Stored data
====================

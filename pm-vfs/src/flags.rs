//! Typed versions of the flag words exchanged with the host engine.
use pm_region::Role;

/// What the host engine intends to use an opened file for.
#[derive(Clone, Copy, Debug, PartialEq, Eq, Hash)]
pub enum FileKind {
    MainDb,
    MainJournal,
    Wal,
    TempDb,
    TempJournal,
    SubJournal,
    SuperJournal,
    TransientDb,
}

#[derive(Clone, Copy, Debug, PartialEq, Eq)]
pub struct OpenFlags {
    pub kind: FileKind,
    pub read_only: bool,
    pub create: bool,
    pub exclusive: bool,
    pub delete_on_close: bool,
}

/// The question asked by an access check.
#[derive(Clone, Copy, Debug, PartialEq, Eq)]
pub enum AccessMode {
    /// The file exists and is not an empty regular file.
    Exists,
    ReadWrite,
    Read,
}

/// The five file lock levels, in increasing strength.
#[derive(Clone, Copy, Debug, Default, PartialEq, Eq, PartialOrd, Ord, Hash)]
pub enum LockLevel {
    #[default]
    None,
    Shared,
    Reserved,
    Pending,
    Exclusive,
}

#[derive(Clone, Copy, Debug, Default, PartialEq, Eq)]
pub struct SyncFlags {
    pub full: bool,
    pub data_only: bool,
}

/// A lock request on slots of the shared index.
#[derive(Clone, Copy, Debug, PartialEq, Eq, Hash)]
pub enum ShmLockOp {
    LockShared,
    LockExclusive,
    UnlockShared,
    UnlockExclusive,
}

/// The number of lock slots of a shared index.
pub const SHM_NLOCK: usize = 8;

mod bits {
    pub const OPEN_READONLY: u32 = 0x0000_0001;
    pub const OPEN_READWRITE: u32 = 0x0000_0002;
    pub const OPEN_CREATE: u32 = 0x0000_0004;
    pub const OPEN_DELETEONCLOSE: u32 = 0x0000_0008;
    pub const OPEN_EXCLUSIVE: u32 = 0x0000_0010;
    pub const OPEN_MAIN_DB: u32 = 0x0000_0100;
    pub const OPEN_TEMP_DB: u32 = 0x0000_0200;
    pub const OPEN_TRANSIENT_DB: u32 = 0x0000_0400;
    pub const OPEN_MAIN_JOURNAL: u32 = 0x0000_0800;
    pub const OPEN_TEMP_JOURNAL: u32 = 0x0000_1000;
    pub const OPEN_SUBJOURNAL: u32 = 0x0000_2000;
    pub const OPEN_SUPER_JOURNAL: u32 = 0x0000_4000;
    pub const OPEN_WAL: u32 = 0x0008_0000;

    pub const ACCESS_EXISTS: i32 = 0;
    pub const ACCESS_READWRITE: i32 = 1;
    pub const ACCESS_READ: i32 = 2;

    pub const SYNC_NORMAL: i32 = 0x02;
    pub const SYNC_FULL: i32 = 0x03;
    pub const SYNC_DATAONLY: i32 = 0x10;

    pub const SHM_UNLOCK: i32 = 1;
    pub const SHM_LOCK: i32 = 2;
    pub const SHM_SHARED: i32 = 4;
    pub const SHM_EXCLUSIVE: i32 = 8;
}

const KINDS: [(u32, FileKind); 8] = [
    (bits::OPEN_MAIN_DB, FileKind::MainDb),
    (bits::OPEN_MAIN_JOURNAL, FileKind::MainJournal),
    (bits::OPEN_WAL, FileKind::Wal),
    (bits::OPEN_TEMP_DB, FileKind::TempDb),
    (bits::OPEN_TEMP_JOURNAL, FileKind::TempJournal),
    (bits::OPEN_SUBJOURNAL, FileKind::SubJournal),
    (bits::OPEN_SUPER_JOURNAL, FileKind::SuperJournal),
    (bits::OPEN_TRANSIENT_DB, FileKind::TransientDb),
];

impl FileKind {
    /// The durability role of this kind, `None` for files that never outlive their handle.
    pub fn role(self) -> Option<Role> {
        match self {
            FileKind::Wal => Some(Role::Log),
            FileKind::MainDb | FileKind::MainJournal | FileKind::SuperJournal => Some(Role::Data),
            FileKind::TempDb
            | FileKind::TempJournal
            | FileKind::SubJournal
            | FileKind::TransientDb => None,
        }
    }

    pub fn is_temporary(self) -> bool {
        self.role().is_none()
    }
}

impl OpenFlags {
    /// Open read-write, creating the file if missing.
    pub fn new(kind: FileKind) -> Self {
        OpenFlags {
            kind,
            read_only: false,
            create: true,
            exclusive: false,
            delete_on_close: false,
        }
    }

    pub fn main_db() -> Self {
        Self::new(FileKind::MainDb)
    }

    pub fn wal() -> Self {
        Self::new(FileKind::Wal)
    }

    pub fn with_create(self, create: bool) -> Self {
        OpenFlags { create, ..self }
    }

    pub fn with_read_only(self, read_only: bool) -> Self {
        OpenFlags { read_only, ..self }
    }

    /// Decode an open flag word. `None` if it names no file kind.
    pub fn from_bits(flags: u32) -> Option<Self> {
        let &(_, kind) = KINDS.iter().find(|(bit, _)| flags & bit != 0)?;
        let read_only = flags & bits::OPEN_READWRITE == 0 && flags & bits::OPEN_READONLY != 0;

        Some(OpenFlags {
            kind,
            read_only,
            create: flags & bits::OPEN_CREATE != 0,
            exclusive: flags & bits::OPEN_EXCLUSIVE != 0,
            delete_on_close: flags & bits::OPEN_DELETEONCLOSE != 0,
        })
    }

    pub fn bits(&self) -> u32 {
        let kind = KINDS
            .iter()
            .find(|(_, kind)| *kind == self.kind)
            .map_or(0, |&(bit, _)| bit);

        let access = if self.read_only {
            bits::OPEN_READONLY
        } else {
            bits::OPEN_READWRITE
        };

        let mut flags = kind | access;
        for (set, bit) in [
            (self.create, bits::OPEN_CREATE),
            (self.exclusive, bits::OPEN_EXCLUSIVE),
            (self.delete_on_close, bits::OPEN_DELETEONCLOSE),
        ] {
            if set {
                flags |= bit;
            }
        }

        flags
    }
}

impl AccessMode {
    pub fn from_raw(mode: i32) -> Option<Self> {
        match mode {
            bits::ACCESS_EXISTS => Some(AccessMode::Exists),
            bits::ACCESS_READWRITE => Some(AccessMode::ReadWrite),
            bits::ACCESS_READ => Some(AccessMode::Read),
            _ => None,
        }
    }
}

impl LockLevel {
    pub fn from_raw(level: i32) -> Option<Self> {
        Some(match level {
            0 => LockLevel::None,
            1 => LockLevel::Shared,
            2 => LockLevel::Reserved,
            3 => LockLevel::Pending,
            4 => LockLevel::Exclusive,
            _ => return None,
        })
    }
}

impl SyncFlags {
    pub fn from_raw(flags: i32) -> Self {
        SyncFlags {
            full: flags & 0x0f == bits::SYNC_FULL,
            data_only: flags & bits::SYNC_DATAONLY != 0,
        }
    }

    pub fn raw(&self) -> i32 {
        let base = if self.full {
            bits::SYNC_FULL
        } else {
            bits::SYNC_NORMAL
        };

        if self.data_only {
            base | bits::SYNC_DATAONLY
        } else {
            base
        }
    }
}

impl ShmLockOp {
    pub fn from_raw(flags: i32) -> Option<Self> {
        let lock = flags & (bits::SHM_LOCK | bits::SHM_UNLOCK);
        let kind = flags & (bits::SHM_SHARED | bits::SHM_EXCLUSIVE);

        Some(match (lock, kind) {
            (bits::SHM_LOCK, bits::SHM_SHARED) => ShmLockOp::LockShared,
            (bits::SHM_LOCK, bits::SHM_EXCLUSIVE) => ShmLockOp::LockExclusive,
            (bits::SHM_UNLOCK, bits::SHM_SHARED) => ShmLockOp::UnlockShared,
            (bits::SHM_UNLOCK, bits::SHM_EXCLUSIVE) => ShmLockOp::UnlockExclusive,
            _ => return None,
        })
    }

    pub fn is_unlock(self) -> bool {
        matches!(self, ShmLockOp::UnlockShared | ShmLockOp::UnlockExclusive)
    }
}

#[test]
fn open_flags_from_host_words() {
    let main = OpenFlags::from_bits(0x0000_0106).unwrap();
    assert_eq!(main, OpenFlags::main_db());
    assert_eq!(main.bits(), 0x0000_0106);

    let wal = OpenFlags::from_bits(0x0008_0006).unwrap();
    assert_eq!(wal.kind, FileKind::Wal);
    assert_eq!(wal.kind.role(), Some(Role::Log));

    let temp = OpenFlags::from_bits(0x0000_021e).unwrap();
    assert_eq!(temp.kind, FileKind::TempDb);
    assert!(temp.delete_on_close);
    assert!(temp.kind.is_temporary());

    let read_only = OpenFlags::from_bits(0x0000_0101).unwrap();
    assert!(read_only.read_only);
    assert!(!read_only.create);

    assert_eq!(OpenFlags::from_bits(0x0000_0006), None);
}

#[test]
fn lock_words() {
    assert!(LockLevel::Exclusive > LockLevel::Reserved);
    assert_eq!(LockLevel::from_raw(2), Some(LockLevel::Reserved));
    assert_eq!(LockLevel::from_raw(5), None);

    assert_eq!(ShmLockOp::from_raw(2 | 8), Some(ShmLockOp::LockExclusive));
    assert_eq!(ShmLockOp::from_raw(1 | 4), Some(ShmLockOp::UnlockShared));
    assert_eq!(ShmLockOp::from_raw(3 | 4), None);

    let sync = SyncFlags::from_raw(0x13);
    assert!(sync.full && sync.data_only);
    assert_eq!(sync.raw(), 0x13);
    assert_eq!(SyncFlags::from_raw(0x02), SyncFlags::default());
}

====================

> Task details
Where does the string "struct" appear in the records above? Return every line that holds it.

> Solved exercise
pub struct OpenFlags {
pub struct SyncFlags {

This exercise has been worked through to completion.